| Task goal |
Please reply with one number only: how many lines in the entries below contain the string "cleanup".

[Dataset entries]
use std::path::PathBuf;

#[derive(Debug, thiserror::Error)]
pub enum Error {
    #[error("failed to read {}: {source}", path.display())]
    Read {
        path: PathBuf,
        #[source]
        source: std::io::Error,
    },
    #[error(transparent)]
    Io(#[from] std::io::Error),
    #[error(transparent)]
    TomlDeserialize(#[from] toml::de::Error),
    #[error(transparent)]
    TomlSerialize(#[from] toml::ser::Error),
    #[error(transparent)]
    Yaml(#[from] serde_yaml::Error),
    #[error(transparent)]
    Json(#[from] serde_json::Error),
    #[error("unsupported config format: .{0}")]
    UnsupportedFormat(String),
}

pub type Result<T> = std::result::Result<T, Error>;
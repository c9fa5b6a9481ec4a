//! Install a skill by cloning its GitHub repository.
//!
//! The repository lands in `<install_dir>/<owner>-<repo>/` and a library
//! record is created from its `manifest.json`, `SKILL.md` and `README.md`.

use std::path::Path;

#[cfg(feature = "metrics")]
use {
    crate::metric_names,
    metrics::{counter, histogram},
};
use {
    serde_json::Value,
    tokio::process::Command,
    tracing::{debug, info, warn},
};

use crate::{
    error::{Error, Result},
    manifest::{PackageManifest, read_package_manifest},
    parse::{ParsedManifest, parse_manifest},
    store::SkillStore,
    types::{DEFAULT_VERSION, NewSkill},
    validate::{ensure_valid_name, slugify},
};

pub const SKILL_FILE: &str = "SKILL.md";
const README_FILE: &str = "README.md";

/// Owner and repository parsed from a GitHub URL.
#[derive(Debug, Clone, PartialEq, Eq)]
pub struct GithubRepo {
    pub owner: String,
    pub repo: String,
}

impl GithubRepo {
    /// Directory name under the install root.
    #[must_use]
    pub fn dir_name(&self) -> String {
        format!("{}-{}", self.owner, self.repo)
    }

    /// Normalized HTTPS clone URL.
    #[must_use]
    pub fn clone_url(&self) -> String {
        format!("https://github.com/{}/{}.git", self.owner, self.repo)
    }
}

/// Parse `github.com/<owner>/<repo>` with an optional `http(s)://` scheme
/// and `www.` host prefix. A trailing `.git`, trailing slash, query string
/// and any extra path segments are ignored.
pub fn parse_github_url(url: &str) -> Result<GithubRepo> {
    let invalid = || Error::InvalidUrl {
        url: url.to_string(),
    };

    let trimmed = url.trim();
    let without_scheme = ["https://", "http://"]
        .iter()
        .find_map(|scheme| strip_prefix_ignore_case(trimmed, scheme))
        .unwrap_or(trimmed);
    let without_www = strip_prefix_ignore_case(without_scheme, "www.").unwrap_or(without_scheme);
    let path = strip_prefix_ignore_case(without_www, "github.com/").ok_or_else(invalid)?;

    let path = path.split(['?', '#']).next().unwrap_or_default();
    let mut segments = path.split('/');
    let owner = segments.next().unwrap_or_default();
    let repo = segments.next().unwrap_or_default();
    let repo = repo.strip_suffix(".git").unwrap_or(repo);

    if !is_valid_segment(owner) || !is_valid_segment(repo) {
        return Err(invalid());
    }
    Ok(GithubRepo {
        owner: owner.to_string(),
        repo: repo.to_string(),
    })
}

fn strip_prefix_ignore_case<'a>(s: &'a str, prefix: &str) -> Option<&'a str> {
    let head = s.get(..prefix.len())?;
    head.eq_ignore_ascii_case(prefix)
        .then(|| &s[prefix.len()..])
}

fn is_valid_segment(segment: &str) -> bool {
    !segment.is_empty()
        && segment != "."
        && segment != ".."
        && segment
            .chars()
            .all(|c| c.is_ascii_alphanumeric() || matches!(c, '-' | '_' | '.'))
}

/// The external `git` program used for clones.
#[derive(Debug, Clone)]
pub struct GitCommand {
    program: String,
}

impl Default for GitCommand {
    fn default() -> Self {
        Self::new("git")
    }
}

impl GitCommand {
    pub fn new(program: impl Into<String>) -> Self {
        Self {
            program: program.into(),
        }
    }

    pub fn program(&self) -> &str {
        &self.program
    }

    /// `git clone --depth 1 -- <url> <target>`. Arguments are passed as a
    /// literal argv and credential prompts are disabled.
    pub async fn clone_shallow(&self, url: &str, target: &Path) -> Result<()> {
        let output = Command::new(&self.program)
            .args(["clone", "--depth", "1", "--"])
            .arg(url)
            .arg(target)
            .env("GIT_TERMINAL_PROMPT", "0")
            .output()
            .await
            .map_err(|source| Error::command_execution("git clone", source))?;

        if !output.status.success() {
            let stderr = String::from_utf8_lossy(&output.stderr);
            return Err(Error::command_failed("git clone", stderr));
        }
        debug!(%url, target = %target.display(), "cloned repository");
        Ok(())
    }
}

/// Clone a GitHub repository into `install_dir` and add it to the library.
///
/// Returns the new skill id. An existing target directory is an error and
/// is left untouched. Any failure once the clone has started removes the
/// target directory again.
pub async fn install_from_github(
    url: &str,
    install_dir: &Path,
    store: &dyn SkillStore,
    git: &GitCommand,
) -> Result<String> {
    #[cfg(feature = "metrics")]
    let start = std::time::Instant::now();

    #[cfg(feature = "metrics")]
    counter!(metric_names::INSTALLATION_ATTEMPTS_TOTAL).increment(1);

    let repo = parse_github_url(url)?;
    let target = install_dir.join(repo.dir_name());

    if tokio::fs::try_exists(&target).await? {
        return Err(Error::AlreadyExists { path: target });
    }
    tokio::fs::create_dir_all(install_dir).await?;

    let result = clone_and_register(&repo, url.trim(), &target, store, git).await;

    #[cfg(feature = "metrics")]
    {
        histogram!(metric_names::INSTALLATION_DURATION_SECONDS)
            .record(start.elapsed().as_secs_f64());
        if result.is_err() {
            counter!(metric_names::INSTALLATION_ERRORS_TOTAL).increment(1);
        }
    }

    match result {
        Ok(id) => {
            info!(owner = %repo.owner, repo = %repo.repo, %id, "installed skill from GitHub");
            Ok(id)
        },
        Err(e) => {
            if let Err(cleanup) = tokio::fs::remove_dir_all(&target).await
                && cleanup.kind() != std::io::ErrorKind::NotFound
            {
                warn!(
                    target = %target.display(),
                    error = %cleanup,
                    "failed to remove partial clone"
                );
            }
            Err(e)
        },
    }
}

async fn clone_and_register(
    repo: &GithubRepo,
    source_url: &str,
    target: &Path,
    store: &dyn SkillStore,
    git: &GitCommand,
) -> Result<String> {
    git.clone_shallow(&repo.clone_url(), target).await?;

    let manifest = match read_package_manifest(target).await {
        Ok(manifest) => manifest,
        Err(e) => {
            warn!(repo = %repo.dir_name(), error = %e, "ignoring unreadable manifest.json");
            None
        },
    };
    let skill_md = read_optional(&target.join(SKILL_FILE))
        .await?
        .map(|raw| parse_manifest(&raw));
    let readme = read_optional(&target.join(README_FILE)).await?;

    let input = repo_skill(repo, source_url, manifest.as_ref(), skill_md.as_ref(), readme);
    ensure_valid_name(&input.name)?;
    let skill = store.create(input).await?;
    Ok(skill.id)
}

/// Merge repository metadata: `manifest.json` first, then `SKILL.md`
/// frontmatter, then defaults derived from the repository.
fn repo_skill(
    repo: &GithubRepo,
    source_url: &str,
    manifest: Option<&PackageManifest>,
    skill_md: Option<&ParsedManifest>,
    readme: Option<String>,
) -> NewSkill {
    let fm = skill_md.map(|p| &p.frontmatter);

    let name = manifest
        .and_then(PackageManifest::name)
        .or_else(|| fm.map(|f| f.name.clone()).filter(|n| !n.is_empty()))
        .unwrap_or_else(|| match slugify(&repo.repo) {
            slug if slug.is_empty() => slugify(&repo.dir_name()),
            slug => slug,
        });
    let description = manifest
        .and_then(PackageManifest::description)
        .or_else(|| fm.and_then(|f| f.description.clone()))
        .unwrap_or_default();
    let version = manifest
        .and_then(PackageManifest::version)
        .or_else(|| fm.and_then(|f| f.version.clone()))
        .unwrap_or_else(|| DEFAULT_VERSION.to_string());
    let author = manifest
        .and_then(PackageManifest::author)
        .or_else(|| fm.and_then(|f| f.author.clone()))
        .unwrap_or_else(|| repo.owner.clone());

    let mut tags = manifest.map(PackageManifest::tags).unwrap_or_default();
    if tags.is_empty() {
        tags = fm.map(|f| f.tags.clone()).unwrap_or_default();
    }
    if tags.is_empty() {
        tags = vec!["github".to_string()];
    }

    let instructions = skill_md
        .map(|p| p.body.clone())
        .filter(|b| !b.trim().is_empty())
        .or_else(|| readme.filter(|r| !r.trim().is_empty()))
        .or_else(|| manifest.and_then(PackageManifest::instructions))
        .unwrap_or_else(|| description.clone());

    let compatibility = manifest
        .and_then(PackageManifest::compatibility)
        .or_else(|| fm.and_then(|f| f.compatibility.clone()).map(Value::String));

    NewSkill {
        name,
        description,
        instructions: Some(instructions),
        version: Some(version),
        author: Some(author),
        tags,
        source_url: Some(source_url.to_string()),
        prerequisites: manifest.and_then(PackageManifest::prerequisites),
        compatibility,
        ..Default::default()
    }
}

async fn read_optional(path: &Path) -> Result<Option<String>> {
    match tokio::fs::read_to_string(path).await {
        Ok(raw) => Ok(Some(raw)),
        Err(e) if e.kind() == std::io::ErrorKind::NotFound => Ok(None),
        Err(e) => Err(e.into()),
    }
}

| Solution to the problem |
3